Information et communication sur le risque (Sondage culture du risque)

Des enquêtes sur la sensibilisation et la culture du risque inondation ont été réalisées en 2005, 2009 et 2013 par le Département du Gard, en partenariat avec l’EPTB du Vidourle, auprès de la population gardoise et héraultaise du bassin versant du Vidourle.

En 2020, un nouveau sondage a été réalisé dans les mêmes conditions par l'Iinstitut ENOV, mais en intégrant de nouvelles questions pour prendre en compte les nouvelles actions conduites dans le Gard.

1514
personnes

interrogées par téléphone du 2 au 19 décembre 2020 représentatif du territoire.

Résultats du sondage sur l'information et la communication sur le risque

31
%

des personnes interrogées déclarent avoir reçu des informations sur le risque inondation en période de crues.

Le saviez-vous ?

En période de crue, la mairie reste le principal vecteur d’information

Un peu moins d’un tiers des habitants déclarent avoir reçu des informations sur le risque inondation en période de crues, avec un niveau d’information plus élevé dans le bassin versant du Gardons (43%).

Elles sont, avant tout, relayées par les mairies qui restent de très loin le principal vecteur d’information en période de crise (82% de ceux ayant reçu une information), les autres canaux ayant un impact plus marginal.

Toujours en période de crues, lorsque les habitants effectuent eux-mêmes des recherches d’informations, ils utilisent en premier lieu la télévision (39%), le site de Météo France (33%), le site internet de leur mairie (28%) et la radio (24%, surtout France Bleu). 20% regardent les réseaux sociaux (Facebook...), 14% vont sur le site du Département et 11% sur le site Vigicrues.

En dehors des périodes de crues, près des 2/3 des habitants n’effectuent pas de recherche d’informations sur le risque inondation.
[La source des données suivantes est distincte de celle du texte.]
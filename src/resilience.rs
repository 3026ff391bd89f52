use crate::error::{DfsError, DfsResult};
/// Resilience Module
///
/// This module provides resilience mechanisms for the distributed file system,
/// including retry logic, circuit breakers, and fault tolerance features.
///
/// Key features:
/// - Configurable retry with exponential backoff
/// - Operation timeouts
/// - Error handling and recovery strategies
/// - Monitoring for circuit breaking
///
/// These resilience features ensure the system can continue operating
/// despite network failures, peer unavailability, or other transient errors.
use std::sync::Arc;
use std::time::{Duration, Instant};
use tokio::time::sleep;
use tracing::{debug, error, warn};

/// Retry configuration for resilient operations
#[derive(Debug, Clone)]
pub struct RetryConfig {
    pub max_attempts: usize,
    pub initial_delay: Duration,
    pub max_delay: Duration,
    pub backoff_multiplier: f64,
}

impl Default for RetryConfig {
    fn default() -> Self {
        Self {
            max_attempts: 3,
            initial_delay: Duration::from_millis(100),
            max_delay: Duration::from_secs(10),
            backoff_multiplier: 2.0,
        }
    }
}

/// Retry a future operation with exponential backoff
pub async fn retry_async<F, Fut, T>(
    operation: F,
    config: RetryConfig,
    operation_name: &str,
) -> DfsResult<T>
where
    F: Fn() -> Fut,
    Fut: std::future::Future<Output = DfsResult<T>>,
{
    let mut delay = config.initial_delay;
    let mut last_error = None;

    for attempt in 1..=config.max_attempts {
        debug!(
            "Attempting {} (attempt {}/{})",
            operation_name, attempt, config.max_attempts
        );

        let start = Instant::now();
        match operation().await {
            Ok(result) => {
                debug!(
                    "{} succeeded on attempt {} after {:?}",
                    operation_name,
                    attempt,
                    start.elapsed()
                );
                return Ok(result);
            }
            Err(e) => {
                last_error = Some(e);
                if attempt < config.max_attempts {
                    warn!(
                        "{} failed on attempt {}, retrying in {:?}: {}",
                        operation_name,
                        attempt,
                        delay,
                        last_error.as_ref().unwrap()
                    );
                    sleep(delay).await;
                    delay = std::cmp::min(
                        Duration::from_millis(
                            (delay.as_millis() as f64 * config.backoff_multiplier) as u64,
                        ),
                        config.max_delay,
                    );
                } else {
                    error!(
                        "{} failed after {} attempts: {}",
                        operation_name,
                        config.max_attempts,
                        last_error.as_ref().unwrap()
                    );
                }
            }
        }
    }

    Err(last_error.unwrap_or_else(|| DfsError::Generic("Retry failed with no error".to_string())))
}

/// Timeout wrapper for operations
pub async fn with_timeout<F>(
    future: F,
    timeout: Duration,
    operation_name: &str,
) -> DfsResult<F::Output>
where
    F: std::future::Future,
{
    match tokio::time::timeout(timeout, future).await {
        Ok(result) => Ok(result),
        Err(_) => {
            error!("{} timed out after {:?}", operation_name, timeout);
            Err(DfsError::Network(format!(
                "{} operation timed out",
                operation_name
            )))
        }
    }
}

/// Circuit breaker for preventing cascading failures
#[derive(Debug)]
pub struct CircuitBreaker {
    failure_count: Arc<std::sync::atomic::AtomicUsize>,
    success_count: Arc<std::sync::atomic::AtomicUsize>,
    last_failure: Arc<std::sync::Mutex<Option<Instant>>>,
    config: CircuitBreakerConfig,
}

#[derive(Debug, Clone)]
pub struct CircuitBreakerConfig {
    pub failure_threshold: usize,
    pub success_threshold: usize,
    pub timeout: Duration,
}

impl Default for CircuitBreakerConfig {
    fn default() -> Self {
        Self {
            failure_threshold: 5,
            success_threshold: 3,
            timeout: Duration::from_secs(60),
        }
    }
}

#[derive(Debug, PartialEq)]
pub enum CircuitBreakerState {
    Closed,   // Normal operation
    Open,     // Failing, reject requests
    HalfOpen, // Testing if service recovered
}

impl CircuitBreaker {
    pub fn new(config: CircuitBreakerConfig) -> Self {
        Self {
            failure_count: Arc::new(std::sync::atomic::AtomicUsize::new(0)),
            success_count: Arc::new(std::sync::atomic::AtomicUsize::new(0)),
            last_failure: Arc::new(std::sync::Mutex::new(None)),
            config,
        }
    }

    pub fn state(&self) -> CircuitBreakerState {
        let failure_count = self
            .failure_count
            .load(std::sync::atomic::Ordering::Relaxed);

        if failure_count >= self.config.failure_threshold {
            let last_failure = self.last_failure.lock().unwrap();
            if let Some(last_fail_time) = *last_failure {
                if last_fail_time.elapsed() > self.config.timeout {
                    CircuitBreakerState::HalfOpen
                } else {
                    CircuitBreakerState::Open
                }
            } else {
                CircuitBreakerState::Open
            }
        } else {
            CircuitBreakerState::Closed
        }
    }

    pub async fn call<F, Fut, T>(&self, operation: F) -> DfsResult<T>
    where
        F: FnOnce() -> Fut,
        Fut: std::future::Future<Output = DfsResult<T>>,
    {
        match self.state() {
            CircuitBreakerState::Open => {
                return Err(DfsError::Network("Circuit breaker is open".to_string()));
            }
            CircuitBreakerState::HalfOpen => {
                // Reset success count for testing
                self.success_count
                    .store(0, std::sync::atomic::Ordering::Relaxed);
            }
            CircuitBreakerState::Closed => {
                // Normal operation
            }
        }

        match operation().await {
            Ok(result) => {
                self.on_success();
                Ok(result)
            }
            Err(e) => {
                self.on_failure();
                Err(e)
            }
        }
    }

    fn on_success(&self) {
        self.success_count
            .fetch_add(1, std::sync::atomic::Ordering::Relaxed);

        // If we're in half-open state and have enough successes, reset
        if self.state() == CircuitBreakerState::HalfOpen {
            let success_count = self
                .success_count
                .load(std::sync::atomic::Ordering::Relaxed);
            if success_count >= self.config.success_threshold {
                self.failure_count
                    .store(0, std::sync::atomic::Ordering::Relaxed);
                self.success_count
                    .store(0, std::sync::atomic::Ordering::Relaxed);
            }
        }
    }

    fn on_failure(&self) {
        self.failure_count
            .fetch_add(1, std::sync::atomic::Ordering::Relaxed);
        *self.last_failure.lock().unwrap() = Some(Instant::now());
    }
}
Ceux qui le font s’orientent avant tout vers leur mairie (18%), le département du Gard (5%) ou bien leur entourage (5%). Quand elle est effectuée, la recherche d’information ne pose aucune difficulté : 87% l’ont jugée facile à effectuer et 86% ont trouvé ce qu’ils cherchaient.

Les sites internet sur le risque inondation sont encore peu connus :  le site internet RISQUES est le site bénéficiant de la plus grande notoriété, mais n’est connu que par 29% des habitants et la notoriété des autres sites internet ne dépasse pas les 13%. A noter que 11% connaissent le site NOE.

Les repères de crues ne sont connus que par 42% des habitants (dont 12% ne sachant pas exactement où ils se trouvent). Ce chiffre ne dépasse jamais les 50%, quelle que soit la zone étudiée, y compris dans les communes à fort risque (46%) et dans les zones inondable PPRI (39%). Parmi ceux qui connaissent ces repère de crues, ¼ ne savent pas exactement à quoi ils correspondent.

La connaissance du Plan Particulier de Mise en Sécurité (PPMS) des écoles a bien progressé (44%, +17 pts) ainsi que celle du DICRIM (27%, +21 pts) alors qu’on observe une diminution importante de celle du Plan de Prévention du Risque Inondation (PPRI) (45%, -15 pts). A noter aussi l’impact des campagnes « Pluie Inondation » qui obtiennent un bon résultat (22%).

Enfin, 36% des parents savent qu’au moins un de leur enfant a été sensibilisé au risque inondation (et 30% ne savent pas si cette sensibilisation a eu lieu).